Dragonfly, une version de Google compatible avec la censure du Gouvernement Chinois

Cela fait maintenant huit ans que le moteur Google est banni sur le territoire chinois pour avoir refusé de se conformer aux règles de la censure du gouvernement de la République Populaire de Chine.

Il semble que depuis 2017, des pourparlers aient repris avec le gouvernement chinois pour permettre un retour du moteur américain sur le territoire chinois. Le projet Dragonfly serait donc une version censurée du moteur et des applications android du moteur de recherche.
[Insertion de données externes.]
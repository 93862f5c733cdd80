//! GPU textures and texture creation utilities.
//!
//! [`Texture`] wraps a wgpu texture together with its view and sampler. Scene
//! materials only carry [`image::RgbaImage`]s; the renderer turns them into
//! textures with [`Texture::from_rgba`] when a scene is uploaded.

#[derive(Clone, Debug)]
pub struct Texture {
    #[allow(unused)]
    pub texture: wgpu::Texture,
    pub view: wgpu::TextureView,
    pub sampler: wgpu::Sampler,
}

impl Texture {
    /// Standard depth buffer texture format (32-bit float).
    pub const DEPTH_FORMAT: wgpu::TextureFormat = wgpu::TextureFormat::Depth32Float;

    /// Create a depth texture for depth-testing during rendering.
    ///
    /// * `size` is [width, height] of the texture in pixels, clamped to at least 1
    /// * `label` is used as a debug label for the GPU resource
    pub fn create_depth_texture(device: &wgpu::Device, size: [u32; 2], label: &str) -> Self {
        let size = wgpu::Extent3d {
            width: size[0].max(1),
            height: size[1].max(1),
            depth_or_array_layers: 1,
        };
        let desc = wgpu::TextureDescriptor {
            label: Some(label),
            size,
            mip_level_count: 1,
            sample_count: 1,
            dimension: wgpu::TextureDimension::D2,
            format: Self::DEPTH_FORMAT,
            usage: wgpu::TextureUsages::RENDER_ATTACHMENT | wgpu::TextureUsages::TEXTURE_BINDING,
            view_formats: &[Self::DEPTH_FORMAT],
        };
        let texture = device.create_texture(&desc);
        let view = texture.create_view(&wgpu::TextureViewDescriptor::default());
        let sampler = device.create_sampler(&wgpu::SamplerDescriptor {
            address_mode_u: wgpu::AddressMode::ClampToEdge,
            address_mode_v: wgpu::AddressMode::ClampToEdge,
            address_mode_w: wgpu::AddressMode::ClampToEdge,
            mag_filter: wgpu::FilterMode::Linear,
            min_filter: wgpu::FilterMode::Linear,
            mipmap_filter: wgpu::MipmapFilterMode::Nearest,
            compare: Some(wgpu::CompareFunction::LessEqual),
            lod_min_clamp: 0.0,
            lod_max_clamp: 100.0,
            ..Default::default()
        });

        Self {
            texture,
            view,
            sampler,
        }
    }

    /// A 1x1 white texture bound for untextured materials so the shader needs
    /// no branch on the binding itself.
    pub fn create_blank(device: &wgpu::Device, queue: &wgpu::Queue) -> Self {
        let white = image::RgbaImage::from_pixel(1, 1, image::Rgba([255, 255, 255, 255]));
        Self::from_rgba(device, queue, &white, Some("blank texture"))
    }

    /// Uploads an RGBA image as an sRGB texture with a repeating sampler.
    pub fn from_rgba(
        device: &wgpu::Device,
        queue: &wgpu::Queue,
        rgba: &image::RgbaImage,
        label: Option<&str>,
    ) -> Self {
        let dimensions = rgba.dimensions();
        let size = wgpu::Extent3d {
            width: dimensions.0,
            height: dimensions.1,
            depth_or_array_layers: 1,
        };
        let texture = device.create_texture(&wgpu::TextureDescriptor {
            label,
            size,
            mip_level_count: 1,
            sample_count: 1,
            dimension: wgpu::TextureDimension::D2,
            format: wgpu::TextureFormat::Rgba8UnormSrgb,
            usage: wgpu::TextureUsages::TEXTURE_BINDING | wgpu::TextureUsages::COPY_DST,
            view_formats: &[],
        });

        queue.write_texture(
            wgpu::TexelCopyTextureInfo {
                aspect: wgpu::TextureAspect::All,
                texture: &texture,
                mip_level: 0,
                origin: wgpu::Origin3d::ZERO,
            },
            rgba,
            wgpu::TexelCopyBufferLayout {
                offset: 0,
                bytes_per_row: Some(4 * dimensions.0),
                rows_per_image: Some(dimensions.1),
            },
            size,
        );

        let view = texture.create_view(&wgpu::TextureViewDescriptor::default());
        let sampler = create_default_sampler(device);
        Self {
            texture,
            view,
            sampler,
        }
    }
}

pub fn create_default_sampler(device: &wgpu::Device) -> wgpu::Sampler {
    device.create_sampler(&wgpu::SamplerDescriptor {
        address_mode_u: wgpu::AddressMode::Repeat,
        address_mode_v: wgpu::AddressMode::Repeat,
        address_mode_w: wgpu::AddressMode::Repeat,
        mag_filter: wgpu::FilterMode::Linear,
        min_filter: wgpu::FilterMode::Linear,
        mipmap_filter: wgpu::MipmapFilterMode::Linear,
        ..Default::default()
    })
}

/// Bind group layout of a material: the texture at binding 0, its sampler at
/// binding 1 and the material uniform at binding 2.
pub fn material_layout(device: &wgpu::Device) -> wgpu::BindGroupLayout {
    device.create_bind_group_layout(&wgpu::BindGroupLayoutDescriptor {
        entries: &[
            wgpu::BindGroupLayoutEntry {
                binding: 0,
                visibility: wgpu::ShaderStages::FRAGMENT,
                ty: wgpu::BindingType::Texture {
                    multisampled: false,
                    view_dimension: wgpu::TextureViewDimension::D2,
                    sample_type: wgpu::TextureSampleType::Float { filterable: true },
                },
                count: None,
            },
            wgpu::BindGroupLayoutEntry {
                binding: 1,
                visibility: wgpu::ShaderStages::FRAGMENT,
                ty: wgpu::BindingType::Sampler(wgpu::SamplerBindingType::Filtering),
                count: None,
            },
            wgpu::BindGroupLayoutEntry {
                binding: 2,
                visibility: wgpu::ShaderStages::FRAGMENT | wgpu::ShaderStages::VERTEX,
                ty: wgpu::BindingType::Buffer {
                    ty: wgpu::BufferBindingType::Uniform,
                    has_dynamic_offset: false,
                    min_binding_size: None,
                },
                count: None,
            },
        ],
        label: Some("material_bind_group_layout"),
    })
}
Une lettre ouverte a été envoyée le 3 août 2018 par 6 sénateurs américains à Google pour exprimer leur trouble à propos du projet Dragonfly. Mais de plus en plus d’officiels américains considèrent que ce projet est réel et réclament des explications à Google. Le Vice-Président Mike Pence en particulier a déclaré :

« Google devrait immédiatement mettre fin au développement de l’application “ Dragonfly ” qui va renforcer la censure du Parti communiste et compromettre la vie privée des clients chinois… »

Le 26 septembre 2017, Keith Enright de Google a confirmé l’existence du projet Dragonfly devant une Commission du Sénat Américain.

Et si Sogou devenait le partenaire de Google en Chine ?

Sogou, le moteur concurrent du moteur leader en Chine, Baidu, a un logo qui est devenu depuis quelques mois plus coloré. Les ressemblances avec le logo de Google sont évidentes.

Le CEO de Sogou Wang Xiaochuan a déclaré le 2 octobre 2017 qu’il était prêt à aider Google à gérer le problème complexe de la censure en Chine. Sogou est le second moteur en Chine, loin derrière Baidu, mais il grignote régulièrement des parts de marché au moteur leader. Ce challenger ne voit donc pas le retour de Google comme une menace, mais comme une opportunité. Il parait clair que Sogou veut devenir le bras armé de Google en Chine : « C’est à Sogou qu’il reviendra de traiter avec le gouvernement, de se conformer aux lois et aux règlements », a déclaré Wang. « Ensuite, les autres services de Google seront fournis en Chine. »

« L’un des moyens serait que Sogou exploite la marque et que Google fournisse les technologies. Si la société Google envisage de travailler avec Sogou, elle obtiendrait probablement de meilleurs résultats », a ajouté Wang.

Aucun calendrier n’a été annoncé pour un lancement de Dragonfly. Mais le retour de Google sur le marché chinois, avec ou sans Sogou, serait un événement majeur dans le paysage du deuxième marché publicitaire du monde.